◆ Problem description:
An exact copy is required of the lines from the one with "assert_eq!(q.take(0, &mut draws), Some(2));" through the last line of the material below, and of nothing else.

◆ Record extracts:
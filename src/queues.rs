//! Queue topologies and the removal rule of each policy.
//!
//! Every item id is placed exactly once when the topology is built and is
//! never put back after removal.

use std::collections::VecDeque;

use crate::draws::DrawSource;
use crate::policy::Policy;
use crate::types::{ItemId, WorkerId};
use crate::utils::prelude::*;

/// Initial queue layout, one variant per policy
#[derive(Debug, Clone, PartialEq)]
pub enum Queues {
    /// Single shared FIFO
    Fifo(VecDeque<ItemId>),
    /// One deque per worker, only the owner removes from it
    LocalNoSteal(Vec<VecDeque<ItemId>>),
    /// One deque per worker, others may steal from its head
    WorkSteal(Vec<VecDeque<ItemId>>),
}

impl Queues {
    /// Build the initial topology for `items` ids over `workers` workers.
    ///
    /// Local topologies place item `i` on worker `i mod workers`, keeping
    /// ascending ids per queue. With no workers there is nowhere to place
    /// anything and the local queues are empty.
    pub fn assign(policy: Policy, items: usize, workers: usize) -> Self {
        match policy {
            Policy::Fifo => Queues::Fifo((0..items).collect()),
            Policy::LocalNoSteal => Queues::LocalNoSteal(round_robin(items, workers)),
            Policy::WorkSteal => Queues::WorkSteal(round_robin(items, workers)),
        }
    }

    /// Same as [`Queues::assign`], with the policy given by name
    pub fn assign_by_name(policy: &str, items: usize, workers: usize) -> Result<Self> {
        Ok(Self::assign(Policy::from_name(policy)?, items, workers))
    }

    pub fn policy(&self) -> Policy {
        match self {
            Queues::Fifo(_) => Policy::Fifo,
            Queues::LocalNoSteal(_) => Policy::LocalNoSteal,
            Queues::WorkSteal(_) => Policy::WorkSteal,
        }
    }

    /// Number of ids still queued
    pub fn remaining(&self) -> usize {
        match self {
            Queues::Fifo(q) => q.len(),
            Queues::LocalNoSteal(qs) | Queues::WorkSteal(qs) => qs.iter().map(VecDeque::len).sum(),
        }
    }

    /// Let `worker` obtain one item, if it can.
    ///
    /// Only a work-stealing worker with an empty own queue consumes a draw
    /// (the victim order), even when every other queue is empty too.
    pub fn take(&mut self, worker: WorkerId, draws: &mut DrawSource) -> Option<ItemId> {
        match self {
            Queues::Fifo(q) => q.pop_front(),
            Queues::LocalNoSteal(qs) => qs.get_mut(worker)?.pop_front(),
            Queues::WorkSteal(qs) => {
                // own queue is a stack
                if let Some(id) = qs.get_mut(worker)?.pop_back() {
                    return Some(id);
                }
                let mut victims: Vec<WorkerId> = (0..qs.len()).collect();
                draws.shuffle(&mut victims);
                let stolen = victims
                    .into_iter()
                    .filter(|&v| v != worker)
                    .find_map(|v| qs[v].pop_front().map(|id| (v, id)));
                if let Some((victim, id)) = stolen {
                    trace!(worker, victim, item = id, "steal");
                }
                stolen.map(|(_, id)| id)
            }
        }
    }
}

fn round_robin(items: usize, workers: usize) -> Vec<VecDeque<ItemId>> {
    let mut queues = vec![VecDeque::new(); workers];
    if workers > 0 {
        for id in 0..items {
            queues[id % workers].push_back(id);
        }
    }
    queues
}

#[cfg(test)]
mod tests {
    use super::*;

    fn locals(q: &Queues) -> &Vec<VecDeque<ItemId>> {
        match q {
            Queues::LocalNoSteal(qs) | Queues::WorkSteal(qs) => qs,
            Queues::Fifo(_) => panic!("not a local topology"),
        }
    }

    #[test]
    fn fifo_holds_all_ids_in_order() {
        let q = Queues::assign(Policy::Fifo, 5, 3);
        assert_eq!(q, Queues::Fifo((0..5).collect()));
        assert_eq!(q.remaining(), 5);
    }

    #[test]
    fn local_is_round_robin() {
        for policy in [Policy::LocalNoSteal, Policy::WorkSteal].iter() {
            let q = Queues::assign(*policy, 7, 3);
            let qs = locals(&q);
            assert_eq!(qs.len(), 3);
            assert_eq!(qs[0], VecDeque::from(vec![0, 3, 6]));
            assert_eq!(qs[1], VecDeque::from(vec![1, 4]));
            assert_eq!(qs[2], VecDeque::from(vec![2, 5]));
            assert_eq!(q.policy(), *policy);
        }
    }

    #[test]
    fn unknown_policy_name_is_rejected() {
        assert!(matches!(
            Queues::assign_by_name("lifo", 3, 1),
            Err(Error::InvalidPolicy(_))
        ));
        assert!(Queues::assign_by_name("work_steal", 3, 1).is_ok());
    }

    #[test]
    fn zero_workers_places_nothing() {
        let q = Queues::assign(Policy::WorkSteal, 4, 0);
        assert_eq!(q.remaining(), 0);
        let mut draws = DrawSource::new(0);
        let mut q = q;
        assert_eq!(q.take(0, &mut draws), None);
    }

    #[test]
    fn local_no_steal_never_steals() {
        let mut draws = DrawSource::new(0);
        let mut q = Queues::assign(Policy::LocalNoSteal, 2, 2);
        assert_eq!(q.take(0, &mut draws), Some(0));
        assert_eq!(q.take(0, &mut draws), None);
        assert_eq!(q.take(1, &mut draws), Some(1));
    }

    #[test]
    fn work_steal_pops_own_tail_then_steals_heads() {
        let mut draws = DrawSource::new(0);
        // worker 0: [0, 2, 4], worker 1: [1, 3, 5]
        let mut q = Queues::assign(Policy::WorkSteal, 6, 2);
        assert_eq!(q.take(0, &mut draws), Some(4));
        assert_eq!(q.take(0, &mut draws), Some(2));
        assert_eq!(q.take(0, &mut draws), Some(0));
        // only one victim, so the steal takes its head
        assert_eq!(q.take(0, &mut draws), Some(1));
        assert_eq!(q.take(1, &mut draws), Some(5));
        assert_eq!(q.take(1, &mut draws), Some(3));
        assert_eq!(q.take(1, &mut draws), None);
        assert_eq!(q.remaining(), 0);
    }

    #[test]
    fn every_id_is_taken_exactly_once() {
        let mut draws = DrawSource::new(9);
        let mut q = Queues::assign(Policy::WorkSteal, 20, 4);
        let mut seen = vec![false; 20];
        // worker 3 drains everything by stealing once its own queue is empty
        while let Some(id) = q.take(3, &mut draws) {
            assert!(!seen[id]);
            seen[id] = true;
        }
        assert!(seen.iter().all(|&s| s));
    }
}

◆ Exercise result:
        assert_eq!(q.take(0, &mut draws), Some(2));
        assert_eq!(q.take(0, &mut draws), Some(0));
        // only one victim, so the steal takes its head
        assert_eq!(q.take(0, &mut draws), Some(1));
        assert_eq!(q.take(1, &mut draws), Some(5));
        assert_eq!(q.take(1, &mut draws), Some(3));
        assert_eq!(q.take(1, &mut draws), None);
        assert_eq!(q.remaining(), 0);
    }

    #[test]
    fn every_id_is_taken_exactly_once() {
        let mut draws = DrawSource::new(9);
        let mut q = Queues::assign(Policy::WorkSteal, 20, 4);
        let mut seen = vec![false; 20];
        // worker 3 drains everything by stealing once its own queue is empty
        while let Some(id) = q.take(3, &mut draws) {
            assert!(!seen[id]);
            seen[id] = true;
        }
        assert!(seen.iter().all(|&s| s));
    }
}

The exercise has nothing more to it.